*Task objective*
Every line of the records below that holds the word "Terminating" should be copied out.

Collected data entries
Start of Block

//! Greedy migration planner.
//!
//! The planner repeatedly moves one VM from the most over-utilized host to the
//! most under-utilized one until the largest absolute imbalance is within the
//! threshold, or until no move in a full scan of host pairs is beneficial.
//!
//! # Invariants
//!
//! - The caller's snapshot is never mutated; imbalances live in an
//!   [`ImbalanceTable`] owned by a single `plan` call.
//! - At most one planned migration references a given VM.
//! - Nothing is planned onto an excluded host.
//! - VMs without memory usage are never moved.
//! - The output is deterministic for a given snapshot order.

use std::collections::HashMap;

use serde::Serialize;
use tracing::{debug, info, instrument, warn};

use crate::bytes::ByteSize;
use crate::error::BalanceResult;
use crate::imbalance::{HostImbalance, ImbalanceTable};
use crate::model::{ExcludeSet, Host, HostName, Migration, Vm, VmId};

/// Default convergence tolerance: 1 GiB.
pub const DEFAULT_THRESHOLD: u64 = 1024 * 1024 * 1024;

/// Target ratios above this are worth a warning: the cluster is nearly full.
pub const HIGH_TARGET_RATIO: f64 = 0.9;

/// Why the planning loop stopped.
#[derive(Debug, Clone, Copy, PartialEq, Eq, Serialize)]
#[serde(rename_all = "snake_case")]
pub enum Termination {
    /// Every host is within the threshold of its fair share.
    Converged,

    /// A full scan found no acceptable move; imbalance may remain.
    Exhausted,
}

/// An excluded host that keeps VMs after planning.
#[derive(Debug, Clone, PartialEq, Eq, Serialize)]
pub struct UndrainedHost {
    pub host: HostName,
    pub vms: Vec<VmId>,
}

/// Ordered migrations plus diagnostics about the planning run.
#[derive(Debug, Clone, Serialize)]
pub struct Plan {
    pub migrations: Vec<Migration>,
    pub target_ratio: f64,
    pub initial_imbalance: f64,
    pub residual_imbalance: f64,
    pub termination: Termination,
    pub undrained: Vec<UndrainedHost>,
}

impl Plan {
    fn empty() -> Self {
        Self {
            migrations: Vec::new(),
            target_ratio: 0.0,
            initial_imbalance: 0.0,
            residual_imbalance: 0.0,
            termination: Termination::Converged,
            undrained: Vec::new(),
        }
    }

    pub fn is_empty(&self) -> bool {
        self.migrations.is_empty()
    }

    pub fn len(&self) -> usize {
        self.migrations.len()
    }

    pub fn is_converged(&self) -> bool {
        self.termination == Termination::Converged
    }

    /// Whether every excluded host ends up without VMs.
    pub fn is_fully_drained(&self) -> bool {
        self.undrained.is_empty()
    }
}

/// Result of one scan over host pairs.
#[derive(Debug, Clone, Copy, PartialEq, Eq)]
enum ScanOutcome {
    /// A migration was planned and imbalances updated.
    Applied,

    /// No pair yielded an acceptable VM.
    Exhausted,
}

/// Planned migrations keyed by VM.
#[derive(Debug, Default)]
struct PendingMigrations {
    order: Vec<Migration>,
    targets: HashMap<VmId, HostName>,
}

impl PendingMigrations {
    fn target_of(&self, vm: &VmId) -> Option<&HostName> {
        self.targets.get(vm)
    }

    /// Record a migration, replacing any earlier one for the same VM.
    fn record(&mut self, migration: Migration) {
        if self.targets.contains_key(&migration.vm.id) {
            self.order.retain(|planned| planned.vm.id != migration.vm.id);
        }
        self.targets
            .insert(migration.vm.id.clone(), migration.target.clone());
        self.order.push(migration);
    }

    fn into_migrations(self) -> Vec<Migration> {
        self.order
    }
}

/// Memory rebalancing planner.
#[derive(Debug, Clone, Copy)]
pub struct Planner {
    threshold: u64,
}

impl Default for Planner {
    fn default() -> Self {
        Self::new(DEFAULT_THRESHOLD)
    }
}

impl Planner {
    /// Create a planner converging to within `threshold` bytes.
    pub fn new(threshold: u64) -> Self {
        Self { threshold }
    }

    pub fn threshold(&self) -> u64 {
        self.threshold
    }

    /// Compute the migrations that balance memory across `hosts`, draining
    /// the hosts in `exclude`.
    ///
    /// Fails only when the non-excluded hosts have no capacity at all.
    #[instrument(skip_all, fields(hosts = hosts.len(), excluded = exclude.len()))]
    pub fn plan(&self, hosts: &[Host], exclude: &ExcludeSet) -> BalanceResult<Plan> {
        if hosts.is_empty() {
            return Ok(Plan::empty());
        }

        let threshold = self.threshold as f64;
        let mut table = ImbalanceTable::compute(hosts, exclude)?;
        let target_ratio = table.target_ratio();
        let initial_imbalance = table.max_abs();

        let ratio_percent = format!("{:.0}%", target_ratio * 100.0);
        info!(
            target_ratio = %ratio_percent,
            imbalance = %ByteSize(initial_imbalance),
            "Starting migration planning"
        );

        if target_ratio > HIGH_TARGET_RATIO {
            warn!(target_ratio = %ratio_percent, "Target memory ratio is over 90%");
        }

        let mut pending = PendingMigrations::default();
        let termination = loop {
            table.sort_descending();
            let remaining = table.max_abs();
            if remaining <= threshold {
                break Termination::Converged;
            }

            debug!(imbalance = %ByteSize(remaining), "Remaining memory imbalance");

            match self.scan(hosts, &mut table, &mut pending) {
                ScanOutcome::Applied => continue,
                ScanOutcome::Exhausted => break Termination::Exhausted,
            }
        };

        let residual_imbalance = table.max_abs();
        info!(
            imbalance = %ByteSize(residual_imbalance),
            migrations = pending.order.len(),
            converged = termination == Termination::Converged,
            "Terminating migration planning"
        );

        let undrained = undrained_hosts(hosts, exclude, &pending);
        for host in &undrained {
            let vms: Vec<&str> = host.vms.iter().map(VmId::as_str).collect();
            warn!(
                host = %host.host,
                remaining_vms = ?vms,
                "Terminating without fully emptying excluded host"
            );
        }

        Ok(Plan {
            migrations: pending.into_migrations(),
            target_ratio,
            initial_imbalance,
            residual_imbalance,
            termination,
            undrained,
        })
    }

    /// Try host pairs from the most over-loaded source and the most
    /// under-loaded target, planning the first acceptable VM.
    fn scan(
        &self,
        hosts: &[Host],
        table: &mut ImbalanceTable,
        pending: &mut PendingMigrations,
    ) -> ScanOutcome {
        let count = table.entries().len();

        for source_pos in (0..count).rev() {
            let source = table.entries()[source_pos];
            if source.imbalance > 0.0 {
                continue;
            }

            for target_pos in 0..count {
                let target = table.entries()[target_pos];
                if target_pos == source_pos || target.imbalance < 0.0 || target.excluded {
                    continue;
                }

                let source_host = &hosts[source.host];
                let target_host = &hosts[target.host];
                debug!(
                    source = %source_host.name,
                    target = %target_host.name,
                    "Trying migration between hosts"
                );

                if let Some(vm) = self.select_vm(source_host, target_host, source, target, pending)
                {
                    let used_memory = vm.used_memory;
                    pending.record(Migration::new(vm.clone(), target_host.name.clone()));
                    table.transfer(source_pos, target_pos, used_memory);
                    return ScanOutcome::Applied;
                }
            }
        }

        ScanOutcome::Exhausted
    }

    /// Pick the VM that brings `source` closest to its fair share without
    /// overshooting either host by more than the threshold.
    fn select_vm<'a>(
        &self,
        source_host: &'a Host,
        target_host: &Host,
        source: HostImbalance,
        target: HostImbalance,
        pending: &PendingMigrations,
    ) -> Option<&'a Vm> {
        let threshold = self.threshold as f64;

        // Smaller VMs migrate faster, so they win ties on the closeness key.
        let mut candidates: Vec<&Vm> = source_host.vms.iter().collect();
        candidates.sort_by_key(|vm| vm.used_memory);
        candidates.sort_by(|a, b| {
            closeness(a, source.imbalance).total_cmp(&closeness(b, source.imbalance))
        });

        for vm in candidates {
            match pending.target_of(&vm.id) {
                Some(planned) if planned == &source_host.name => {
                    debug!(
                        vm_id = %vm.id,
                        target = %planned,
                        "VM already planned for migration, reconsidering"
                    );
                }
                Some(_) => {
                    debug!(vm_id = %vm.id, "VM already planned for migration, ignoring");
                    continue;
                }
                None => {}
            }

            if vm.used_memory == 0 {
                continue;
            }

            let used = vm.used_memory as f64;
            if used > -source.imbalance + threshold {
                debug!(
                    vm_id = %vm.id,
                    memory = %ByteSize::from(vm.used_memory),
                    source_imbalance = %ByteSize(source.imbalance),
                    threshold = %ByteSize::from(self.threshold),
                    "VM overshoots source host's imbalance"
                );
                continue;
            }

            if used > target.imbalance + threshold {
                debug!(
                    vm_id = %vm.id,
                    memory = %ByteSize::from(vm.used_memory),
                    target_imbalance = %ByteSize(target.imbalance),
                    threshold = %ByteSize::from(self.threshold),
                    "VM overshoots target host's imbalance"
                );
                if !source.excluded {
                    continue;
                }
                info!(
                    vm_id = %vm.id,
                    source = %source_host.name,
                    target = %target_host.name,
                    overshoot = %ByteSize(used - target.imbalance),
                    "Migrating despite overshoot because the source host must be emptied"
                );
            }

            info!(
                vm_id = %vm.id,
                memory = %ByteSize::from(vm.used_memory),
                source = %source_host.name,
                target = %target_host.name,
                "Planning migration"
            );
            return Some(vm);
        }

        None
    }
}

/// Distance of the source host from its fair share after moving `vm` off it.
fn closeness(vm: &Vm, source_imbalance: f64) -> f64 {
    (vm.used_memory as f64 + source_imbalance).abs()
}

fn undrained_hosts(
    hosts: &[Host],
    exclude: &ExcludeSet,
    pending: &PendingMigrations,
) -> Vec<UndrainedHost> {
    hosts
        .iter()
        .filter(|host| exclude.contains(&host.name))
        .filter_map(|host| {
            let vms: Vec<VmId> = host
                .vms
                .iter()
                .filter(|vm| pending.target_of(&vm.id).is_none())
                .map(|vm| vm.id.clone())
                .collect();
            (!vms.is_empty()).then(|| UndrainedHost {
                host: host.name.clone(),
                vms,
            })
        })
        .collect()
}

End of Block

*Task result*
            "Terminating migration planning"
                "Terminating without fully emptying excluded host"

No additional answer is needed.